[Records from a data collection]
+ + +

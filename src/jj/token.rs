//! Token types shared by the lexer, the formatter and the tooling.
//!
//! Token Layers
//!
//!     Primary Tokens:
//!         Everything the grammar itself is made of: identifiers, keywords, literals,
//!         punctuation and operators. See [kind](kind) for the complete list.
//!
//!     Special Tokens:
//!         Material between primary tokens that the grammar ignores: line breaks, form feeds
//!         and comments. Each primary token owns the specials that precede it, kept in source
//!         order, so walking them never needs a rewind. Plain blanks (spaces, tabs) are not
//!         kept at all since the formatter re-derives them.
//!
//!     End of Stream:
//!         Every [TokenStream] ends with exactly one [TokenKind::Eof] token. It has an empty
//!         image and collects the specials trailing the last real token.

pub mod keyword;
pub mod kind;
pub mod stream;

pub use keyword::Keyword;
pub use kind::TokenKind;
pub use stream::TokenStream;

use serde::Serialize;

/// Kinds of non-grammar material attached in front of a primary token
#[derive(Debug, Clone, Copy, PartialEq, Eq, Serialize)]
pub enum SpecialKind {
    /// `\n`, `\r\n` or a lone `\r`
    LineBreak,
    FormFeed,
    /// `// ...` up to, not including, the line terminator
    SingleLineComment,
    /// `/* ... */`
    MultiLineComment,
    /// `/** ... */`
    FormalComment,
}

impl SpecialKind {
    /// Line breaks and form feeds, the raw layout the formatter re-derives
    pub fn is_line_break(&self) -> bool {
        matches!(self, SpecialKind::LineBreak | SpecialKind::FormFeed)
    }

    pub fn is_comment(&self) -> bool {
        !self.is_line_break()
    }
}

/// A special token: raw inter-token material
#[derive(Debug, Clone, PartialEq, Eq, Serialize)]
pub struct SpecialToken {
    pub kind: SpecialKind,
    pub image: String,
    pub begin_line: usize,
    pub end_line: usize,
}

impl SpecialToken {
    pub fn new(kind: SpecialKind, image: impl Into<String>, begin_line: usize, end_line: usize) -> Self {
        SpecialToken {
            kind,
            image: image.into(),
            begin_line,
            end_line,
        }
    }
}

/// A primary token with its source position and preceding specials
///
/// Lines and columns are 1-based; columns count characters, not bytes.
#[derive(Debug, Clone, PartialEq, Eq, Serialize)]
pub struct Token {
    pub kind: TokenKind,
    pub image: String,
    pub begin_line: usize,
    pub begin_column: usize,
    pub end_line: usize,
    pub end_column: usize,
    pub specials: Vec<SpecialToken>,
}

impl Token {
    pub fn new(kind: TokenKind, image: impl Into<String>, begin_line: usize, begin_column: usize) -> Self {
        let image = image.into();
        let end_column = begin_column + image.chars().count().saturating_sub(1);
        Token {
            kind,
            image,
            begin_line,
            begin_column,
            end_line: begin_line,
            end_column,
            specials: Vec::new(),
        }
    }

    /// The end-of-stream marker, placed at the given position
    pub fn eof(line: usize, column: usize) -> Self {
        Token {
            kind: TokenKind::Eof,
            image: String::new(),
            begin_line: line,
            begin_column: column,
            end_line: line,
            end_column: column,
            specials: Vec::new(),
        }
    }

    pub fn with_specials(mut self, specials: Vec<SpecialToken>) -> Self {
        self.specials = specials;
        self
    }

    pub fn is_eof(&self) -> bool {
        self.kind == TokenKind::Eof
    }
}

+ + +

— Task objective —
Repeat all the entries exactly as given.

— Answer to this task —
filename src/jj/token.rs
//! Token types shared by the lexer, the formatter and the tooling.
//!
//! Token Layers
//!
//!     Primary Tokens:
//!         Everything the grammar itself is made of: identifiers, keywords, literals,
//!         punctuation and operators. See [kind](kind) for the complete list.
//!
//!     Special Tokens:
//!         Material between primary tokens that the grammar ignores: line breaks, form feeds
//!         and comments. Each primary token owns the specials that precede it, kept in source
//!         order, so walking them never needs a rewind. Plain blanks (spaces, tabs) are not
//!         kept at all since the formatter re-derives them.
//!
//!     End of Stream:
//!         Every [TokenStream] ends with exactly one [TokenKind::Eof] token. It has an empty
//!         image and collects the specials trailing the last real token.

pub mod keyword;
pub mod kind;
pub mod stream;

pub use keyword::Keyword;
pub use kind::TokenKind;
pub use stream::TokenStream;

use serde::Serialize;

/// Kinds of non-grammar material attached in front of a primary token
#[derive(Debug, Clone, Copy, PartialEq, Eq, Serialize)]
pub enum SpecialKind {
    /// `\n`, `\r\n` or a lone `\r`
    LineBreak,
    FormFeed,
    /// `// ...` up to, not including, the line terminator
    SingleLineComment,
    /// `/* ... */`
    MultiLineComment,
    /// `/** ... */`
    FormalComment,
}

impl SpecialKind {
    /// Line breaks and form feeds, the raw layout the formatter re-derives
    pub fn is_line_break(&self) -> bool {
        matches!(self, SpecialKind::LineBreak | SpecialKind::FormFeed)
    }

    pub fn is_comment(&self) -> bool {
        !self.is_line_break()
    }
}

/// A special token: raw inter-token material
#[derive(Debug, Clone, PartialEq, Eq, Serialize)]
pub struct SpecialToken {
    pub kind: SpecialKind,
    pub image: String,
    pub begin_line: usize,
    pub end_line: usize,
}

impl SpecialToken {
    pub fn new(kind: SpecialKind, image: impl Into<String>, begin_line: usize, end_line: usize) -> Self {
        SpecialToken {
            kind,
            image: image.into(),
            begin_line,
            end_line,
        }
    }
}

/// A primary token with its source position and preceding specials
///
/// Lines and columns are 1-based; columns count characters, not bytes.
#[derive(Debug, Clone, PartialEq, Eq, Serialize)]
pub struct Token {
    pub kind: TokenKind,
    pub image: String,
    pub begin_line: usize,
    pub begin_column: usize,
    pub end_line: usize,
    pub end_column: usize,
    pub specials: Vec<SpecialToken>,
}

impl Token {
    pub fn new(kind: TokenKind, image: impl Into<String>, begin_line: usize, begin_column: usize) -> Self {
        let image = image.into();
        let end_column = begin_column + image.chars().count().saturating_sub(1);
        Token {
            kind,
            image,
            begin_line,
            begin_column,
            end_line: begin_line,
            end_column,
            specials: Vec::new(),
        }
    }

    /// The end-of-stream marker, placed at the given position
    pub fn eof(line: usize, column: usize) -> Self {
        Token {
            kind: TokenKind::Eof,
            image: String::new(),
            begin_line: line,
            begin_column: column,
            end_line: line,
            end_column: column,
            specials: Vec::new(),
        }
    }

    pub fn with_specials(mut self, specials: Vec<SpecialToken>) -> Self {
        self.specials = specials;
        self
    }

    pub fn is_eof(&self) -> bool {
        self.kind == TokenKind::Eof
    }
}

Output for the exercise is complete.